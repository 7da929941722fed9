use crate::analyze::{DashboardAnalyzed, PullRequestsAnalyzed, SprintAnalyzed};
use crate::model::{Error, Result};
use crate::report::chart::{
    hours, ChartLayout, ChartSpec, DataSource, DEV_TIME_FORMULA, PR_COMMENTS_FORMULA, PR_DURATION_FORMULA,
    PR_RESOLUTION_FORMULA, RISK_FORMULA, TASK_FORMULA, VELOCITY_FORMULA,
};
use itertools::Itertools;
use markdown_builder::{List, ListItem, Markdown};
use markdown_table::{Heading, HeadingAlignment, MarkdownTable};

pub trait MarkdownReport {
    fn report_render(&self) -> Result<String>;
}

impl MarkdownReport for DashboardAnalyzed {
    fn report_render(&self) -> Result<String> {
        let mut doc = Markdown::new();

        doc.header1("Data Visualisation Dashboard");
        match &self.sprint {
            Some(sprint) => {
                doc.add_sprint(sprint)?;
            }
            None => {
                doc.paragraph("*No Google Sheet was given; sprint charts are skipped.*");
            }
        }
        match &self.pull_requests {
            Some(pull_requests) => {
                doc.add_pull_requests(pull_requests)?;
            }
            None => {
                doc.paragraph("*No GitHub repository was given; PR charts are skipped.*");
            }
        }

        let charts = self.charts();
        if !charts.is_empty() {
            doc.header2("Charts");
            doc.list(chart_index(&charts));
        }

        Ok(doc.render())
    }
}

trait MarkdownExt {
    fn add_sprint(&mut self, sprint: &SprintAnalyzed) -> Result<&mut Self>;
    fn add_pull_requests(&mut self, pull_requests: &PullRequestsAnalyzed) -> Result<&mut Self>;
    fn add_source(&mut self, source: DataSource, formula: &str) -> &mut Self;
    fn add_line(&mut self, line: String) -> &mut Self;
    fn add_table(&mut self, header: Vec<Heading>, rows: Vec<Vec<String>>) -> Result<&mut Self>;
}

impl MarkdownExt for Markdown {
    fn add_sprint(&mut self, sprint: &SprintAnalyzed) -> Result<&mut Self> {
        self.add_line(format!(
            "Worksheet **{}** (available: {})",
            sprint.worksheet,
            sprint.worksheets.iter().join(", ")
        ));

        self.header2("Velocity");
        self.add_source(DataSource::GoogleSheet, VELOCITY_FORMULA);
        self.add_line(format!(
            "Estimated **{}** h, actual **{}** h, velocity **{}**. Sprint status: **{}**",
            hours(Some(sprint.velocity.total_estimate)),
            hours(Some(sprint.velocity.total_actual)),
            hours(sprint.velocity.velocity),
            sprint.time_status,
        ));
        let rows = sprint
            .assignees
            .iter()
            .map(|a| {
                vec![
                    cell(&a.assignee),
                    hours(Some(a.total_estimate)),
                    hours(Some(a.measured_estimate)),
                    hours(Some(a.total_actual)),
                    hours(a.velocity),
                ]
            })
            .collect();
        self.add_table(
            headings(&[
                "Developer",
                "Estimate, all tasks (h)",
                "Estimate, with actual (h)",
                "Actual (h)",
                "Velocity",
            ]),
            rows,
        )?;

        self.header2("Dev Time (Actual)");
        self.add_source(DataSource::GoogleSheet, DEV_TIME_FORMULA);
        let rows = sprint
            .tasks
            .iter()
            .map(|task| {
                vec![
                    cell(&task.task_name),
                    cell(&task.assignee),
                    hours(task.estimate_hours),
                    hours(task.actual_hours),
                    hours(task.dev_time_difference),
                ]
            })
            .collect();
        self.add_table(
            headings(&["Task", "Assignee", "Estimate (h)", "Actual (h)", "Difference (h)"]),
            rows,
        )?;

        self.header2("Risk Distribution");
        self.add_source(DataSource::GoogleSheet, RISK_FORMULA);
        let rows = sprint
            .risks
            .iter()
            .map(|risk| vec![cell(&risk.category.to_string()), risk.count.to_string()])
            .collect();
        self.add_table(headings(&["Risk Type", "Count"]), rows)?;

        self.header2("Task Distribution");
        self.add_source(DataSource::GoogleSheet, TASK_FORMULA);
        let pulled = sprint
            .tasks
            .iter()
            .filter(|task| task.is_pulled())
            .map(|task| format!("`{}`", task.task_name))
            .join(", ");
        self.add_line(if pulled.is_empty() {
            "Every task was completed in this sprint.".to_string()
        } else {
            format!("Not completed in this sprint: {pulled}")
        });

        Ok(self)
    }

    fn add_pull_requests(&mut self, pull_requests: &PullRequestsAnalyzed) -> Result<&mut Self> {
        self.header2("Time for PR (PR Duration)");
        self.add_source(DataSource::GithubApi, PR_DURATION_FORMULA);
        let total = match pull_requests.total_duration_hours {
            Some(total) => format!(
                "Total time taken for merging all PRs: **{total:.2} hours** ({} of {} merged)",
                pull_requests.merged,
                pull_requests.records.len()
            ),
            None => "No pull request has been merged yet.".to_string(),
        };
        self.add_line(total);

        self.header2("Time for PR Comments Resolved");
        self.add_source(DataSource::GithubApi, PR_RESOLUTION_FORMULA);
        self.header2("Number of PR Comments");
        self.add_source(DataSource::GithubApi, PR_COMMENTS_FORMULA);

        let rows = pull_requests
            .records
            .iter()
            .map(|pr| {
                vec![
                    format!("#{}", pr.number),
                    cell(&pr.title),
                    pr.state.as_str().to_string(),
                    hours(pr.duration_hours),
                    hours(pr.comment_resolution_hours),
                    pr.comment_count.to_string(),
                ]
            })
            .collect();
        self.add_table(
            headings(&[
                "PR",
                "Title",
                "State",
                "Duration (h)",
                "Comments resolved (h)",
                "Comments",
            ]),
            rows,
        )?;

        Ok(self)
    }

    fn add_source(&mut self, source: DataSource, formula: &str) -> &mut Self {
        self.add_line(format!(
            "**Data Source**: {} · **Formula**: `{formula}`",
            source.as_str()
        ))
    }

    /// Pushed as-is; `paragraph` would wrap it at 80 columns.
    fn add_line(&mut self, line: String) -> &mut Self {
        self.elements.push(format!("{line}\n").into());
        self
    }

    fn add_table(&mut self, header: Vec<Heading>, rows: Vec<Vec<String>>) -> Result<&mut Self> {
        if rows.is_empty() {
            self.paragraph("*No rows.*");
            return Ok(self);
        }
        let mut md_table = MarkdownTable::new(rows);
        md_table.with_headings(header);
        let table = md_table
            .as_markdown()
            .map_err(|e| Error::Io(format!("cannot render table: {e:?}")))?;
        self.elements.push(table.into());
        Ok(self)
    }
}

fn headings(names: &[&str]) -> Vec<Heading> {
    names
        .iter()
        .enumerate()
        .map(|(index, name)| {
            let alignment = if index == 0 {
                HeadingAlignment::Left
            } else {
                HeadingAlignment::Center
            };
            Heading::new(name.to_string(), Some(alignment))
        })
        .collect()
}

/// Keeps free text inside its table column.
fn cell(text: &str) -> String {
    text.replace('|', "\\|").replace(['\r', '\n'], " ")
}

/// Ids match the entries of `charts.json`.
fn chart_index(charts: &[ChartSpec]) -> List {
    let items = charts
        .iter()
        .map(|chart| Box::new(format!("`{}`: {}", chart.id, chart.title)) as ListItem)
        .collect();
    List::unordered_with(items)
}

#[cfg(test)]
mod tests {
    use super::*;
    use crate::analyze::{Analyzer, DataAnalysis};
    use crate::model::{PullRequestRecord, SprintTaskRecord};
    use crate::sheets::Worksheet;
    use chrono::{TimeZone, Utc};

    #[test]
    fn renders_both_sections() {
        let at = |hour: u32| Utc.with_ymd_and_hms(2024, 5, 1, hour, 0, 0).unwrap();
        let dashboard = DataAnalysis::new(
            Some(vec![PullRequestRecord::new(
                7, "Fix | pipe", "closed", at(1), at(4), Some(at(4)), Some(at(2)), 2,
            )]),
            Some(Worksheet {
                title: "Sprint 1".into(),
                titles: vec!["Sprint 1".into(), "Sprint 2".into()],
                tasks: vec![
                    SprintTaskRecord::new("Login", "ann", "4", "4", "risk"),
                    SprintTaskRecord::new("Signup", "bob", "2", "", "RISK"),
                ],
            }),
        )
        .analyze();

        let markdown = dashboard.report_render().unwrap();

        assert!(markdown.contains("Data Visualisation Dashboard"));
        assert!(markdown.contains("Worksheet **Sprint 1** (available: Sprint 1, Sprint 2)"));
        assert!(markdown.contains("Sprint status: **On Time**"));
        assert!(markdown.contains("Not completed in this sprint: `Signup`"));
        assert!(markdown.contains("**3.00 hours**"));
        assert!(markdown.contains("Fix \\| pipe"));
        assert!(markdown.contains(VELOCITY_FORMULA));
        assert!(markdown.contains("- `pr_comment_count`: PR Comments Count"));
    }

    #[test]
    fn wide_tables_and_formulas_are_not_wrapped() {
        let at = |hour: u32| Utc.with_ymd_and_hms(2024, 5, 1, hour, 0, 0).unwrap();
        let title = "Move the worksheet loader onto the shared fetch cache and drop the old retry loop";
        let dashboard = DataAnalysis::new(
            Some(vec![PullRequestRecord::new(
                12, title, "closed", at(1), at(5), Some(at(5)), None, 0,
            )]),
            None,
        )
        .analyze();

        let markdown = dashboard.report_render().unwrap();
        let table = markdown
            .lines()
            .filter(|line| line.starts_with('|'))
            .collect::<Vec<_>>();

        assert_eq!(table.len(), 3);
        assert!(table[1].contains(":--"));
        assert!(table.iter().all(|line| line.ends_with('|') && line.matches('|').count() == 7));
        assert!(table[2].contains(title));
        assert!(markdown.contains(&format!("`{PR_DURATION_FORMULA}`")));
    }

    #[test]
    fn free_text_cells_keep_their_column() {
        let dashboard = DataAnalysis::new(
            None,
            Some(Worksheet {
                title: "Sprint 1".into(),
                titles: vec!["Sprint 1".into()],
                tasks: vec![SprintTaskRecord::new("Login | SSO", "ann|bob", "4", "2", "a | b")],
            }),
        )
        .analyze();

        let markdown = dashboard.report_render().unwrap();
        let unescaped = |line: &str| line.replace("\\|", "").matches('|').count();

        let task_row = markdown
            .lines()
            .find(|line| line.contains("Login \\| SSO"))
            .unwrap();
        assert_eq!(unescaped(task_row), 6);
        assert!(task_row.contains("ann\\|bob"));
        let risk_row = markdown
            .lines()
            .find(|line| line.contains("a \\| b"))
            .unwrap();
        assert_eq!(unescaped(risk_row), 3);
    }

    #[test]
    fn developer_table_shows_both_estimates() {
        let dashboard = DataAnalysis::new(
            None,
            Some(Worksheet {
                title: "Sprint 1".into(),
                titles: vec!["Sprint 1".into()],
                tasks: vec![
                    SprintTaskRecord::new("Login", "ann", "4", "4", ""),
                    SprintTaskRecord::new("Signup", "ann", "6", "", ""),
                ],
            }),
        )
        .analyze();

        let markdown = dashboard.report_render().unwrap();
        let row = markdown
            .lines()
            .find(|line| line.starts_with("| ann"))
            .unwrap();
        let cells = row.split('|').map(str::trim).collect::<Vec<_>>();

        assert!(markdown.contains("Estimate, all tasks (h)"));
        assert_eq!(&cells[1..6], &["ann", "10", "4", "4", "1"]);
    }

    #[test]
    fn missing_sources_are_explained() {
        let markdown = DataAnalysis::default().analyze().report_render().unwrap();
        assert!(markdown.contains("No Google Sheet was given"));
        assert!(markdown.contains("No GitHub repository was given"));
    }
}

+ + + + + + +

Out of the records above, pull the lines that include the word "find".

            .find(|line| line.contains("Login \\| SSO"))
            .find(|line| line.contains("a \\| b"))
            .find(|line| line.starts_with("| ann"))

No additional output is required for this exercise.